Easy steps to take for racing success
Racing Made Easy
Some people think they are not good at races. They don’t enjoy them and feel that they don’t have a lot of success.
But by following a few simple steps and avoiding some common pitfalls your racing can be far more successful.
- Prepare properly. First of all you need to go out and do some training. At least half of your running each week should be steady running (where you can hold a slightly breathless conversation).
- Prepare for race pace. As well as steady running run to prepare for race pace. Either run a series of short efforts with rest in between (e.g. 4 x 5min efforts with 3min rest), do a run where you mix the pace as you feel (called a fartlek) or do a run where you start easy before running at a fair pace (tempo) and then finishing with more easy running. Check our guide to running a faster 5k or 10k if that's your distance.
- Do a long run. Include one far longer run once a week at a slower pace. For marathon training aim to build up to two hours of running.
- Don’t race in training. Racing takes a lot out of you. Save your big effort for race day. Training should include easy, steady and hard work. Flat out only comes on race day. Many people do everything fairly hard and then only manage fairly hard on race day.
- Find a training/racing partner. Having someone to train with helps with motivation, helps you to judge your pace and gives you better pace judgment. You can also pace each other in races.
- Prepare for race day. Have a routine for eating (a light meal a couple of hours before you race), sleeping (getting up in time to get to the race), drinking (used to being hydrated but not suffering a stitch) and warming up (easy jog, stretch, a few bursts of faster running over 50m or so). Use it in training so it is second nature. Get used to training at race time, whether that’s morning or afternoon, so race day feels a familiar routine.

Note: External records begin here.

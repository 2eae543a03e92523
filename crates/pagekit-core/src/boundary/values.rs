//! Ordered boundary tuples.

use std::fmt;

use serde::{Deserialize, Serialize};

use super::{BoundaryValue, SortSpec};
use crate::{Error, Result};

/// Ordered mapping of sort-property name to value.
///
/// The order of entries is significant and must match the sort specification
/// the boundary is used with; see [`validate_against`](Self::validate_against).
#[derive(Debug, Default, Clone, PartialEq, Serialize, Deserialize)]
#[serde(transparent)]
pub struct BoundaryValues {
    entries: Vec<(String, BoundaryValue)>,
}

impl BoundaryValues {
    /// Creates an empty boundary.
    pub fn new() -> Self {
        Self::default()
    }

    /// Appends an entry, builder style.
    pub fn with(mut self, name: impl Into<String>, value: impl Into<BoundaryValue>) -> Self {
        self.push(name, value);
        self
    }

    /// Appends an entry.
    pub fn push(&mut self, name: impl Into<String>, value: impl Into<BoundaryValue>) {
        self.entries.push((name.into(), value.into()));
    }

    /// Returns the value for `name`, if present.
    pub fn get(&self, name: &str) -> Option<&BoundaryValue> {
        self.entries
            .iter()
            .find(|(entry, _)| entry == name)
            .map(|(_, value)| value)
    }

    /// Iterates over `(name, value)` pairs in order.
    pub fn iter(&self) -> impl Iterator<Item = (&str, &BoundaryValue)> {
        self.entries
            .iter()
            .map(|(name, value)| (name.as_str(), value))
    }

    /// Iterates over property names in order.
    pub fn names(&self) -> impl Iterator<Item = &str> {
        self.entries.iter().map(|(name, _)| name.as_str())
    }

    /// Iterates over values in order.
    pub fn values(&self) -> impl Iterator<Item = &BoundaryValue> {
        self.entries.iter().map(|(_, value)| value)
    }

    /// Returns the number of entries.
    pub fn len(&self) -> usize {
        self.entries.len()
    }

    /// Returns `true` if the boundary holds no entries.
    pub fn is_empty(&self) -> bool {
        self.entries.is_empty()
    }

    /// Checks that the boundary names exactly the fields of `sort`, in order.
    ///
    /// # Errors
    ///
    /// Returns [`Error::BoundaryMismatch`] on any difference in name or order.
    pub fn validate_against(&self, sort: &SortSpec) -> Result<()> {
        if self.names().eq(sort.names()) {
            return Ok(());
        }

        Err(Error::BoundaryMismatch {
            expected: sort.names().collect::<Vec<_>>().join(", "),
            found: self.names().collect::<Vec<_>>().join(", "),
        })
    }
}

impl BoundaryValues {
    /// Checks that every value has the variant of its counterpart in `found`,
    /// a boundary read from the data set.
    ///
    /// # Errors
    ///
    /// Returns [`Error::MalformedToken`] naming the first mismatching value.
    pub fn validate_types(&self, found: &BoundaryValues) -> Result<()> {
        for ((name, value), other) in self.iter().zip(found.values()) {
            if value.type_name() != other.type_name() {
                return Err(Error::malformed(format!(
                    "boundary value `{name}` is a {}, the data set holds a {}",
                    value.type_name(),
                    other.type_name()
                )));
            }
        }
        Ok(())
    }
}

impl FromIterator<(String, BoundaryValue)> for BoundaryValues {
    fn from_iter<I: IntoIterator<Item = (String, BoundaryValue)>>(iter: I) -> Self {
        Self {
            entries: iter.into_iter().collect(),
        }
    }
}

impl fmt::Display for BoundaryValues {
    fn fmt(&self, f: &mut fmt::Formatter<'_>) -> fmt::Result {
        for (index, (name, value)) in self.iter().enumerate() {
            if index > 0 {
                f.write_str(", ")?;
            }
            write!(f, "{name}={value}")?;
        }
        Ok(())
    }
}
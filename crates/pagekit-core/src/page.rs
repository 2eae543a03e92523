//! Fetched pages.

use crate::identifier::PageIdentifier;

/// One fetched slice of a pageable.
///
/// A page is immutable: it holds the ordered `(key, item)` pairs, the
/// identifier that produced it and the identifiers of the adjacent pages.
/// An adjacent identifier is absent only at the true start or end of the
/// data set.
#[derive(Debug, Clone, PartialEq)]
pub struct Page<K, T> {
    identifier: PageIdentifier,
    items: Vec<(K, T)>,
    items_per_page: usize,
    next: Option<PageIdentifier>,
    previous: Option<PageIdentifier>,
}

impl<K, T> Page<K, T> {
    pub(crate) fn new(
        identifier: PageIdentifier,
        items: Vec<(K, T)>,
        items_per_page: usize,
        next: Option<PageIdentifier>,
        previous: Option<PageIdentifier>,
    ) -> Self {
        Self {
            identifier,
            items,
            items_per_page,
            next,
            previous,
        }
    }

    /// Returns the identifier that produced this page.
    pub fn identifier(&self) -> &PageIdentifier {
        &self.identifier
    }

    /// Returns the `(key, item)` pairs in order.
    pub fn items(&self) -> &[(K, T)] {
        &self.items
    }

    /// Iterates over `(key, item)` pairs in order.
    pub fn iter(&self) -> impl ExactSizeIterator<Item = (&K, &T)> {
        self.items.iter().map(|(key, item)| (key, item))
    }

    /// Iterates over keys in order.
    pub fn keys(&self) -> impl ExactSizeIterator<Item = &K> {
        self.items.iter().map(|(key, _)| key)
    }

    /// Iterates over items in order.
    pub fn values(&self) -> impl ExactSizeIterator<Item = &T> {
        self.items.iter().map(|(_, item)| item)
    }

    /// Returns the number of items on the page.
    pub fn len(&self) -> usize {
        self.items.len()
    }

    /// Returns `true` if the page holds no items.
    pub fn is_empty(&self) -> bool {
        self.items.is_empty()
    }

    /// Returns the 1-based page number, when known.
    pub fn page_number(&self) -> Option<u64> {
        self.identifier.page_number()
    }

    /// Returns the page size the page was fetched with.
    pub fn items_per_page(&self) -> usize {
        self.items_per_page
    }

    /// Returns the identifier of the following page.
    pub fn next_identifier(&self) -> Option<&PageIdentifier> {
        self.next.as_ref()
    }

    /// Returns the identifier of the preceding page.
    pub fn previous_identifier(&self) -> Option<&PageIdentifier> {
        self.previous.as_ref()
    }

    /// Returns `true` if a following page exists.
    pub fn has_next(&self) -> bool {
        self.next.is_some()
    }

    /// Returns `true` if a preceding page exists.
    pub fn has_previous(&self) -> bool {
        self.previous.is_some()
    }

    /// Consumes the page, returning its `(key, item)` pairs.
    pub fn into_items(self) -> Vec<(K, T)> {
        self.items
    }

    /// Transforms every item, keeping keys and identifiers.
    pub fn map<U, F>(self, mut f: F) -> Page<K, U>
    where
        F: FnMut(T) -> U,
    {
        Page {
            identifier: self.identifier,
            items: self
                .items
                .into_iter()
                .map(|(key, item)| (key, f(item)))
                .collect(),
            items_per_page: self.items_per_page,
            next: self.next,
            previous: self.previous,
        }
    }
}

impl<K, T> IntoIterator for Page<K, T> {
    type IntoIter = std::vec::IntoIter<(K, T)>;
    type Item = (K, T);

    fn into_iter(self) -> Self::IntoIter {
        self.items.into_iter()
    }
}
use crate::boundary::{BoundaryValues, SortSpec};
use crate::identifier::BoundaryType;

/// Parameters of a keyset fetch.
#[derive(Debug, Clone, PartialEq)]
pub struct KeysetQuery {
    /// Boundary tuple, absent for the start or end of the data set.
    pub boundary: Option<BoundaryValues>,
    /// Side of the boundary to fetch.
    pub boundary_type: BoundaryType,
    /// Number of items at or beyond the boundary to skip.
    pub offset_from_boundary: u64,
    /// Maximum number of items to return.
    pub limit: usize,
    /// Declared sort specification of the pageable.
    pub sort: SortSpec,
}

impl KeysetQuery {
    /// Returns the order items must be returned in.
    pub fn effective_sort(&self) -> SortSpec {
        match self.boundary_type {
            BoundaryType::Lower => self.sort.clone(),
            BoundaryType::Upper => self.sort.reversed(),
        }
    }

    /// Returns `true` if the query walks the data set backward.
    pub fn is_backward(&self) -> bool {
        self.boundary_type == BoundaryType::Upper
    }
}

/// Parameters of an offset fetch.
#[derive(Debug, Clone, Copy, PartialEq, Eq)]
pub struct OffsetQuery {
    /// Number of items to skip from the start.
    pub offset: u64,
    /// Maximum number of items to return.
    pub limit: usize,
}
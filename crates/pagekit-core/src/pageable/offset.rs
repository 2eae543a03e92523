//! Offset (page number) pageable.

use std::fmt;
use std::sync::Arc;

use async_trait::async_trait;

use super::{Count, Counter, CountStrategy, Pageable, PageableConfig};
use crate::adapter::{OffsetAdapter, OffsetQuery};
use crate::identifier::{OffsetPageIdentifier, PageIdentifier, PageIdentifierKind};
use crate::{Error, Page, Result, TRACING_TARGET_PAGEABLE};

/// Pageable over data sources that only understand positions.
///
/// Page `n` starts at item `(n - 1) * items_per_page`. Like the keyset
/// pageable, every fetch asks for one extra item to learn whether a next
/// page exists, so a data set whose size is a multiple of the page size
/// never produces a trailing empty page.
pub struct OffsetPageable<A> {
    adapter: Arc<A>,
    config: PageableConfig,
    counter: Counter,
}

impl<A: OffsetAdapter> OffsetPageable<A> {
    /// Creates a pageable with the default configuration and no counting.
    pub fn new(adapter: A) -> Self {
        Self::from_shared(Arc::new(adapter))
    }

    /// Creates a pageable over a shared adapter.
    pub fn from_shared(adapter: Arc<A>) -> Self {
        Self {
            adapter,
            config: PageableConfig::default(),
            counter: Counter::new(CountStrategy::Disabled),
        }
    }

    /// Applies a page size and page limit.
    ///
    /// # Errors
    ///
    /// Returns [`Error::Config`] if the configuration is invalid.
    pub fn with_config(mut self, config: PageableConfig) -> Result<Self> {
        config.validate()?;
        self.config = config;
        self.counter = self.counter.fresh();
        Ok(self)
    }

    /// Sets how the total item count is obtained.
    pub fn with_count(mut self, strategy: impl Into<CountStrategy>) -> Self {
        self.counter = Counter::new(strategy.into());
        self
    }

    /// Returns the underlying adapter.
    pub fn adapter(&self) -> &A {
        &self.adapter
    }

    async fn count(&self) -> Result<Count> {
        let items_per_page = self.config.items_per_page;
        let lookahead = || async move {
            let query = OffsetQuery {
                offset: 0,
                limit: items_per_page.saturating_add(1),
            };
            let items = self.adapter.fetch(&query).await?;
            Ok::<_, Error>(items.len() > items_per_page)
        };

        self.counter
            .resolve(
                self.config.count_cap(),
                items_per_page,
                |cap| self.adapter.count(cap),
                lookahead,
            )
            .await
    }

    async fn offset_page(
        &self,
        identifier: OffsetPageIdentifier,
    ) -> Result<Page<A::Key, A::Item>> {
        let page_number = identifier.page_number();
        if let Some(limit) = self.config.page_limit
            && page_number > limit
        {
            return Err(Error::LimitExceeded {
                pageable: self.descriptor(),
                identifier: identifier.into(),
                limit,
            });
        }

        let items_per_page = self.config.items_per_page;
        let query = OffsetQuery {
            offset: identifier.offset(items_per_page),
            limit: items_per_page.saturating_add(1),
        };

        let mut items = self.adapter.fetch(&query).await?;
        items.truncate(query.limit);

        tracing::debug!(
            target: TRACING_TARGET_PAGEABLE,
            strategy = %PageIdentifierKind::Offset,
            page_number,
            offset = query.offset,
            limit = items_per_page,
            fetched = items.len(),
            "fetched offset slice"
        );

        if items.is_empty() && page_number > 1 {
            return Err(Error::PageOutOfBounds {
                pageable: self.descriptor(),
                identifier: identifier.into(),
            });
        }

        let has_more = items.len() > items_per_page;
        items.truncate(items_per_page);

        let within_limit = self
            .config
            .page_limit
            .is_none_or(|limit| page_number < limit);
        // The total only matters when the lookahead says more items exist.
        let next = if has_more && within_limit {
            let shown = page_number.saturating_mul(items_per_page as u64);
            let total = self.total_items().await?;
            total.is_none_or(|total| shown < total).then(|| identifier.next())
        } else {
            None
        };
        let previous = identifier.previous();

        Ok(Page::new(
            identifier.into(),
            items,
            items_per_page,
            next.map(Into::into),
            previous.map(Into::into),
        ))
    }
}

#[async_trait]
impl<A: OffsetAdapter> Pageable for OffsetPageable<A> {
    type Item = A::Item;
    type Key = A::Key;

    fn identifier_kind(&self) -> PageIdentifierKind {
        PageIdentifierKind::Offset
    }

    fn items_per_page(&self) -> usize {
        self.config.items_per_page
    }

    fn page_limit(&self) -> Option<u64> {
        self.config.page_limit
    }

    fn with_items_per_page(&self, items_per_page: usize) -> Result<Self> {
        let config = PageableConfig {
            items_per_page,
            ..self.config.clone()
        };
        self.clone().with_config(config)
    }

    async fn first_page(&self) -> Result<Page<A::Key, A::Item>> {
        self.offset_page(OffsetPageIdentifier::first()).await
    }

    async fn last_page(&self) -> Result<Option<Page<A::Key, A::Item>>> {
        let Some(total_pages) = self.total_pages().await? else {
            return Ok(None);
        };

        let page_number = self
            .config
            .page_limit
            .map_or(total_pages, |limit| total_pages.min(limit));
        let identifier = OffsetPageIdentifier::new(page_number)?;
        self.offset_page(identifier).await.map(Some)
    }

    async fn page_for(&self, identifier: &PageIdentifier) -> Result<Page<A::Key, A::Item>> {
        match identifier {
            PageIdentifier::Offset(identifier) => self.offset_page(*identifier).await,
            other => Err(Error::UnsupportedPageIdentifier { kind: other.kind() }),
        }
    }

    async fn total_items(&self) -> Result<Option<u64>> {
        Ok(self.count().await?.total)
    }

    async fn has_multiple_pages(&self) -> Result<Option<bool>> {
        Ok(self.count().await?.multiple_pages)
    }
}

impl<A> Clone for OffsetPageable<A> {
    fn clone(&self) -> Self {
        Self {
            adapter: Arc::clone(&self.adapter),
            config: self.config.clone(),
            counter: self.counter.clone(),
        }
    }
}

impl<A> fmt::Debug for OffsetPageable<A> {
    fn fmt(&self, f: &mut fmt::Formatter<'_>) -> fmt::Result {
        f.debug_struct("OffsetPageable")
            .field("config", &self.config)
            .field("counter", &self.counter)
            .finish_non_exhaustive()
    }
}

- Don’t be put off. It’s likely that many people around you will do very different things prior to racing. Don’t follow what they do even if they are better than you.
- Start as you mean to go on. The race day buzz makes it very easy to get carried away with your pace early on. This is especially true if you see someone you know just ahead. But aim to run even pace.
- Don’t act on feeling bad or feeling good. If you are ill do not race. But if you feel bad do not panic. It is often nerves and you will be fine when you get going. If you are feeling good don’t go charging off – it is often the adrenaline. Stick to your initial strategy, once you get to halfway you can push on of you are still feeling good.
- Vary your racing. Many people make the mistake of seeing themselves as a specialist at one particular distance. They may well be best at that distance. But racing over longer and shorter distances makes you even better over it by boosting speed and endurance in a way you never thought possible. You may even find hidden talents you did not know you had.